Additionally there are many poetry volumes available on Lulu and in SL, including the "Blue Angel Landing" volumes 1 and 2 with 3 due in 2019 which are compilations of poems written and read by poets in Second Life. Contributing editors include Persephone Phoenix, Huckleberry Hax, Hypatia Pickens and Grail Arnica. To find a generous collection of SL poetry books, visit Klannex Northmead's poetry library.

==Second Life artists==
=== Annabeth Robinson ===

Annabeth Robinson, or AngryBeth Shortbread, creates online performances or installations using Second Life. For example, Robinson contributed to the 'Kritical Works in SL' project in 2008 to create a sound installation called Ping Space. This was a piece of work that involved two cubes reverberating sound from each other which would only happen when one cube was 300 ft above the other. Other such work can be found at the Annabeth Robinson page.

=== Garrett Lynch ===

Garrett Lynch is an Irish new media artist working with networked technologies in a variety of forms including online art, installation, performance, and writing. Since 2008, he has created a series of installation and performance works dealing with ideas of identity and place as they relate to networked spaces. In these works, Lynch explores the "real" and the "virtual" through the transposing of his own identity to virtual worlds such as Second Life without any attempt to masquerade or imagine a new identity. This process involves the use of his real name for his "representation" or avatar, word play that references his names origins as both real and Irish and the use of a sandwich board prop stating this that is worn continuously.

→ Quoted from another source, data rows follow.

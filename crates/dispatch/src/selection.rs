//! The canonical selection state for a pending dispatch.

use std::collections::HashSet;

/// De-duplicated, order-preserving set of selected serial numbers.
///
/// Insertion order is kept for display and for the dispatch-number deriver's
/// first/last rule. This container never validates membership against the
/// stock snapshot itself; the scanner channel and bulk import enforce that at
/// their boundaries before calling in.
#[derive(Debug, Clone, Default, PartialEq, Eq)]
pub struct SelectionSet {
    ordered: Vec<String>,
    members: HashSet<String>,
}

impl SelectionSet {
    pub fn new() -> Self {
        Self::default()
    }

    /// Insert a serial. Idempotent: adding an already-present serial is a
    /// no-op, not an error. Returns whether the serial was newly inserted.
    pub fn add(&mut self, serial: impl Into<String>) -> bool {
        let serial = serial.into();
        if self.members.contains(&serial) {
            return false;
        }
        self.members.insert(serial.clone());
        self.ordered.push(serial);
        true
    }

    /// Remove a serial. Returns whether it was present.
    pub fn remove(&mut self, serial: &str) -> bool {
        if !self.members.remove(serial) {
            return false;
        }
        self.ordered.retain(|s| s != serial);
        true
    }

    pub fn contains(&self, serial: &str) -> bool {
        self.members.contains(serial)
    }

    /// Add if absent, remove if present. Returns whether the serial is
    /// selected afterwards.
    pub fn toggle(&mut self, serial: &str) -> bool {
        if self.contains(serial) {
            self.remove(serial);
            false
        } else {
            self.add(serial);
            true
        }
    }

    pub fn clear(&mut self) {
        self.ordered.clear();
        self.members.clear();
    }

    /// Selected serials in insertion order.
    pub fn values(&self) -> &[String] {
        &self.ordered
    }

    pub fn len(&self) -> usize {
        self.ordered.len()
    }

    pub fn is_empty(&self) -> bool {
        self.ordered.is_empty()
    }
}
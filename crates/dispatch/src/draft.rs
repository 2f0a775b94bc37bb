//! Outbound dispatch payload and the create-dispatch boundary.

use async_trait::async_trait;
use serde::{Deserialize, Serialize};

use dispatchforge_core::{DispatchId, DomainResult};
use dispatchforge_stock::StockView;

/// The finished dispatch request, built once at submission time.
///
/// Ownership transfers to the gateway call; nothing here is persisted
/// locally.
#[derive(Debug, Clone, PartialEq, Eq, Serialize, Deserialize)]
pub struct DispatchDraft {
    #[serde(rename = "dispatchNumber")]
    pub dispatch_number: String,
    pub dealer: String,
    /// `YYYY-MM-DD`; validated before the draft is built.
    #[serde(rename = "dispatchDate")]
    pub dispatch_date: String,
    #[serde(skip_serializing_if = "Option::is_none")]
    pub remarks: Option<String>,
    /// Selection contents in insertion order.
    #[serde(rename = "serialNumbers")]
    pub serial_numbers: Vec<String>,
}

/// External create-dispatch call.
///
/// Implementations own transport; they map rejections into
/// `DomainError::Submission` carrying the server-provided reason when one is
/// available.
#[async_trait]
pub trait DispatchGateway: Send + Sync {
    async fn create_dispatch(&self, draft: &DispatchDraft) -> DomainResult<DispatchId>;
}

/// What a successful submission hands back to the caller.
#[derive(Debug, Clone, PartialEq, Eq, Serialize, Deserialize)]
pub struct SubmissionReceipt {
    pub dispatch_id: DispatchId,
    pub dispatch_number: String,
    /// Cached stock views invalidated by this dispatch; both sides must be
    /// refetched before being shown again.
    pub stale_views: Vec<StockView>,
}
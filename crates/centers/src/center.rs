use chrono::{DateTime, Utc};
use serde::{Deserialize, Serialize};

use dispatchforge_core::{CenterId, DomainError, DomainResult, Entity, ValueObject};

/// Service-center status lifecycle.
#[derive(Debug, Clone, Copy, PartialEq, Eq, Serialize, Deserialize)]
#[serde(rename_all = "lowercase")]
pub enum ServiceCenterStatus {
    Active,
    Suspended,
}

/// Contact information for a service center.
#[derive(Debug, Clone, Default, PartialEq, Eq, Serialize, Deserialize)]
pub struct ContactInfo {
    pub email: Option<String>,
    pub phone: Option<String>,
    pub address: Option<String>,
}

impl ValueObject for ContactInfo {}

/// A registered service center.
#[derive(Debug, Clone, PartialEq, Eq, Serialize, Deserialize)]
pub struct ServiceCenter {
    id: CenterId,
    name: String,
    city: String,
    contact: ContactInfo,
    status: ServiceCenterStatus,
    registered_at: DateTime<Utc>,
}

impl ServiceCenter {
    /// Register a new service center, validating required fields.
    pub fn register(
        id: CenterId,
        name: impl Into<String>,
        city: impl Into<String>,
        contact: ContactInfo,
        registered_at: DateTime<Utc>,
    ) -> DomainResult<Self> {
        let name = name.into();
        let city = city.into();

        if name.trim().is_empty() {
            return Err(DomainError::validation("center name cannot be empty"));
        }
        if city.trim().is_empty() {
            return Err(DomainError::validation("center city cannot be empty"));
        }
        if let Some(email) = &contact.email {
            if !email.contains('@') {
                return Err(DomainError::validation("contact email is malformed"));
            }
        }
        if let Some(phone) = &contact.phone {
            if phone.trim().is_empty() {
                return Err(DomainError::validation("contact phone cannot be blank"));
            }
        }

        Ok(Self {
            id,
            name: name.trim().to_string(),
            city: city.trim().to_string(),
            contact,
            status: ServiceCenterStatus::Active,
            registered_at,
        })
    }

    pub fn name(&self) -> &str {
        &self.name
    }

    pub fn city(&self) -> &str {
        &self.city
    }

    pub fn contact(&self) -> &ContactInfo {
        &self.contact
    }

    pub fn status(&self) -> ServiceCenterStatus {
        self.status
    }

    pub fn registered_at(&self) -> DateTime<Utc> {
        self.registered_at
    }

    /// Suspended centers stay registered but cannot receive dispatches.
    pub fn suspend(&mut self) -> DomainResult<()> {
        if self.status == ServiceCenterStatus::Suspended {
            return Err(DomainError::conflict("center is already suspended"));
        }
        self.status = ServiceCenterStatus::Suspended;
        Ok(())
    }

    pub fn reinstate(&mut self) -> DomainResult<()> {
        if self.status == ServiceCenterStatus::Active {
            return Err(DomainError::conflict("center is already active"));
        }
        self.status = ServiceCenterStatus::Active;
        Ok(())
    }

    pub fn can_receive_dispatch(&self) -> bool {
        self.status == ServiceCenterStatus::Active
    }
}

impl Entity for ServiceCenter {
    type Id = CenterId;

    fn id(&self) -> &Self::Id {
        &self.id
    }
}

In 2010/2011, he was artist in residence at HUMlab, Yoshikaze Up-in-the-Air Residency. Outcomes of the residence have since been published as an artists book and an article in Metaverse Creativity (Volume 2, Number 2). Currently, Lynch has and is currently performing with a custom-built scale reproduction of his Second Life "representations" sandwich board. This has been worn at a number of exhibitions and performances.

=== Gleman Jun ===
Gleman Jun is an Italian artist in Second Life. In the dynamic effects of colors, lights and transparencies, he expresses his creativity in a constantly evolving and transforming himself. In his case, a work of art is composed of two different elements:
vision and technique. "Vision" is the image that passes through his mind suddenly. "Technique" is the experience that allows the memory to translate the vision into a "real" and shareable object.

=== Patrick Moya ===

Patrick Moya (born 1955 in Troyes, France), is a Southern French artist, living in Nice on the French Riviera. He is a part of the artistic movement "Ecole de Nice". Moya has been at the forefront since the 1970s of straddling the latest forms of media and technology to benefit art rather than rendering it extinct. He is an early pioneer of video art.

=== Second Front ===
Second Front is the first performance art group of Second Life. Founded in 2006, its current seven-member troupe includes Gazira Babeli (Italy), Yael Gilks (London), Bibbe Hansen (New York), Doug Jarvis (Victoria), Scott Kildall (San Francisco), Patrick Lichty (Chicago) and Liz Solo (St. Johns).

Second Front members collaborate remotely and their performances have been shown live in New York, Los Angeles, Moscow, Brussels, Berlin, Vancouver and many other cities. The group has been written about in publications including Artforum, Art in America, RealTime Arts (Australia), Exibart (Italy) and Digital Art, (Second Edition) by Christiane Paul (curator).

==Second Life Art group==
SL Art is one of the most popular art groups in Second Life. Its goal is to recognize the art in virtual worlds at the same level of visual art in real life. There are several second Life publications that work to promote Second Life Art, including Windlight Magazine, the SL Newser, and the SL Enquirer.